Turning to the portfolios, each finished in positive territory, however trailed their respective benchmarks. The best performing portfolio was the Growth Portfolio, which rose by 0.42% in August. The worst performing portfolio was the Moderate Balanced Portfolio, which rose by 0.15%. For a detailed review of the portfolios’ performance and risk reward metrics, you can download our standard monthly portfolio report here. Additional detail can be found in these reports generated by Morningstar. A summary report can be downloaded here, while the more detailed report can be downloaded here.

The biggest headwind on performance was the Mackenzie Ivy Foreign Equity Fund. In August, it lost nearly 1%, while the MSCI World Index rose by 0.6%. With its concentrated portfolio, individual names can have a meaningful impact, and that was the case this month, with fund heavyweights Nike, Henry Schein, and Omnicom among the losers hurting performance. The fixed income holdings were also laggards, as the more defensive positioning saw the funds underperform in a falling yield environment.

Looking ahead, we are entering a potentially volatile period. Historically, September and October have been the two most volatile months for investors. With equity valuations near the high end of historic ranges, and the potential for another bout of geopolitical uncertainty looming large, it is not unlikely we may experience periods of high volatility in the next couple of months. While increased volatility is a possibility, it is far from a certainty, and to make radical shifts to the portfolios may end up doing more harm over the long-term than remaining defensively positioned as we are.

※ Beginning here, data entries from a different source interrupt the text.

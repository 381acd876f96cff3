// crates/smokecheck-core/src/report.rs
// ============================================================================
// Module: Report Rendering
// Description: Text rendering of a RunReport.
// Purpose: Produce the per-check lines and summary consumed by the CLI.
// Dependencies: crate::check, crate::runner
// ============================================================================

//! ## Overview
//! Text rendering produces one line per check result plus a summary line.
//! The exit-code mapping lives in the CLI; JSON rendering is plain serde
//! serialization of [`crate::RunReport`].

// ============================================================================
// SECTION: Imports
// ============================================================================

use std::fmt::Write;

use crate::check::CheckOutcome;
use crate::runner::RunReport;

// ============================================================================
// SECTION: Rendering
// ============================================================================

/// Renders the report as human-readable text.
///
/// One line per result (`PASS`/`INFO`/`FAIL`/`SKIP`, name, message), then a
/// summary line with counts and the overall verdict. An aborted run renders
/// its abort reason instead of result lines.
#[must_use]
pub fn render_text(report: &RunReport) -> String {
    let mut out = String::new();
    if let Some(reason) = &report.aborted {
        let _ = writeln!(&mut out, "ABORT {reason}");
        let _ = writeln!(&mut out, "smoke test failed: run aborted before any check executed");
        return out;
    }
    let mut passed = 0_usize;
    let mut info = 0_usize;
    let mut failed = 0_usize;
    let mut skipped = 0_usize;
    for result in &report.results {
        match result.outcome {
            CheckOutcome::Passed => passed += 1,
            CheckOutcome::Info => info += 1,
            CheckOutcome::Failed => failed += 1,
            CheckOutcome::Skipped => skipped += 1,
        }
        let _ = writeln!(&mut out, "{} {}: {}", result.outcome.label(), result.name, result.message);
    }
    let verdict = if report.overall_passed { "passed" } else { "failed" };
    let _ = writeln!(
        &mut out,
        "smoke test {verdict}: {passed} passed, {info} info, {failed} failed, {skipped} skipped"
    );
    out
}
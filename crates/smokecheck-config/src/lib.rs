// crates/smokecheck-config/src/lib.rs
// ============================================================================
// Module: Smokecheck Config Library
// Description: Canonical config model and validation.
// Purpose: Single source of truth for smokecheck.toml semantics.
// Dependencies: smokecheck-core, serde, toml, url
// ============================================================================

//! ## Overview
//! `smokecheck-config` defines the canonical configuration model for the
//! harness. It provides strict, fail-closed validation: unknown keys are
//! rejected, sizes and value ranges are bounded, and a config that validates
//! is safe to hand directly to the registry. Target, credentials, and suite
//! selection all live here; nothing is hard-coded in the checks.

// ============================================================================
// SECTION: Modules
// ============================================================================

pub mod config;

// ============================================================================
// SECTION: Re-Exports
// ============================================================================

pub use config::ConfigError;
pub use config::DatabaseSuiteConfig;
pub use config::FallbackCredentials;
pub use config::HttpSuiteConfig;
pub use config::ProbeBackoff;
pub use config::ProbeConfig;
pub use config::SdkSuiteConfig;
pub use config::SmokecheckConfig;
pub use config::TargetConfig;
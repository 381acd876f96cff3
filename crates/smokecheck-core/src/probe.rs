// crates/smokecheck-core/src/probe.rs
// ============================================================================
// Module: Readiness Prober
// Description: Bounded polling of a target until it answers with a 2xx.
// Purpose: Gate check execution on the dependent service being reachable.
// Dependencies: thiserror
// ============================================================================

//! ## Overview
//! The readiness prober polls a target through an injected [`ProbeTransport`]
//! and sleeps between attempts through an injected [`Sleeper`], so tests can
//! script outcomes and observe attempt counts without sockets or real
//! delays. Absence of readiness is a normal outcome: [`ReadinessProbe::wait_ready`]
//! returns `false` after the attempt budget, it never errors.
//!
//! Invariants:
//! - Exactly `max_attempts` transport calls when the target never succeeds.
//! - Exactly `k` transport calls when attempt `k` succeeds.
//! - No sleep after the final attempt.

// ============================================================================
// SECTION: Imports
// ============================================================================

use std::thread;
use std::time::Duration;

use thiserror::Error;

// ============================================================================
// SECTION: Constants
// ============================================================================

/// Default number of probe attempts.
pub const DEFAULT_MAX_ATTEMPTS: u32 = 10;
/// Default fixed interval between probe attempts.
pub const DEFAULT_INTERVAL: Duration = Duration::from_secs(2);
/// Hard upper bound on a single backoff delay.
const MAX_BACKOFF_DELAY: Duration = Duration::from_secs(60);

// ============================================================================
// SECTION: Errors
// ============================================================================

/// Transport-level probe failure.
///
/// Every variant is retryable inside the prober; none escape
/// [`ReadinessProbe::wait_ready`].
#[derive(Debug, Clone, Error)]
pub enum ProbeError {
    /// Connection, DNS, or timeout failure reaching the target.
    #[error("probe transport error: {0}")]
    Transport(String),
}

// ============================================================================
// SECTION: Seams
// ============================================================================

/// Transport used to issue one lightweight probe request.
pub trait ProbeTransport {
    /// Probes the target once and returns the observed HTTP status code.
    ///
    /// # Errors
    ///
    /// Returns [`ProbeError`] when the target could not be reached at all.
    fn probe(&self, target: &str) -> Result<u16, ProbeError>;
}

/// Sleep seam so tests can run the prober without real delays.
pub trait Sleeper {
    /// Blocks the calling thread for the given duration.
    fn sleep(&self, duration: Duration);
}

/// Production sleeper backed by [`thread::sleep`].
#[derive(Debug, Clone, Copy, Default)]
pub struct ThreadSleeper;

impl Sleeper for ThreadSleeper {
    fn sleep(&self, duration: Duration) {
        thread::sleep(duration);
    }
}

// ============================================================================
// SECTION: Policy
// ============================================================================

/// Delay progression between probe attempts.
#[derive(Debug, Clone, Copy, PartialEq, Eq, Default)]
pub enum BackoffMode {
    /// The same interval between every attempt (observed legacy behavior).
    #[default]
    Fixed,
    /// Interval doubles after each attempt, capped at one minute.
    Exponential,
}

/// Probe attempt budget and pacing.
///
/// # Invariants
/// - `max_attempts` is at least 1.
/// - Computed delays never exceed the backoff cap.
#[derive(Debug, Clone, Copy, PartialEq, Eq)]
pub struct ProbePolicy {
    /// Maximum number of probe attempts before giving up.
    pub max_attempts: u32,
    /// Base interval between attempts.
    pub interval: Duration,
    /// Delay progression mode.
    pub backoff: BackoffMode,
}

impl Default for ProbePolicy {
    fn default() -> Self {
        Self {
            max_attempts: DEFAULT_MAX_ATTEMPTS,
            interval: DEFAULT_INTERVAL,
            backoff: BackoffMode::Fixed,
        }
    }
}

impl ProbePolicy {
    /// Returns the delay to sleep after the given 1-based attempt.
    #[must_use]
    pub fn delay_after(&self, attempt: u32) -> Duration {
        match self.backoff {
            BackoffMode::Fixed => self.interval,
            BackoffMode::Exponential => {
                let exponent = attempt.saturating_sub(1).min(31);
                let factor = 1_u32 << exponent;
                self.interval.saturating_mul(factor).min(MAX_BACKOFF_DELAY)
            }
        }
    }
}

// ============================================================================
// SECTION: Prober
// ============================================================================

/// Bounded readiness prober over an injected transport and sleeper.
#[derive(Debug)]
pub struct ReadinessProbe<T, S> {
    /// Transport used for probe requests.
    transport: T,
    /// Sleep seam used between attempts.
    sleeper: S,
    /// Attempt budget and pacing.
    policy: ProbePolicy,
}

impl<T: ProbeTransport, S: Sleeper> ReadinessProbe<T, S> {
    /// Creates a prober with the given transport, sleeper, and policy.
    pub const fn new(transport: T, sleeper: S, policy: ProbePolicy) -> Self {
        Self {
            transport,
            sleeper,
            policy,
        }
    }

    /// Polls the target until it answers with a 2xx or the attempt budget is
    /// exhausted. Network errors and non-2xx statuses are both retryable.
    /// Returns `false` on exhaustion; never errors.
    #[must_use]
    pub fn wait_ready(&self, target: &str) -> bool {
        for attempt in 1..=self.policy.max_attempts {
            match self.transport.probe(target) {
                Ok(status) if (200..300).contains(&status) => return true,
                Ok(_) | Err(ProbeError::Transport(_)) => {}
            }
            if attempt < self.policy.max_attempts {
                self.sleeper.sleep(self.policy.delay_after(attempt));
            }
        }
        false
    }
}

In the fixed income sleeve of the portfolios, we are defensively positioned with a duration that is well below the broader market. This will help to protect against rising yields should they move higher. Within the equity sleeve, there is a nice balance, with the Fidelity Canadian Large Cap Fund and Mackenzie Ivy Foreign Equity Fund offering the potential for downside protection, with the more growth focused TD U.S. Blue Chip Fund allowing for growth opportunities. This mix should help in periods of volatility.

I remain comfortable with the positioning of the portfolios, and continue to monitor it closely.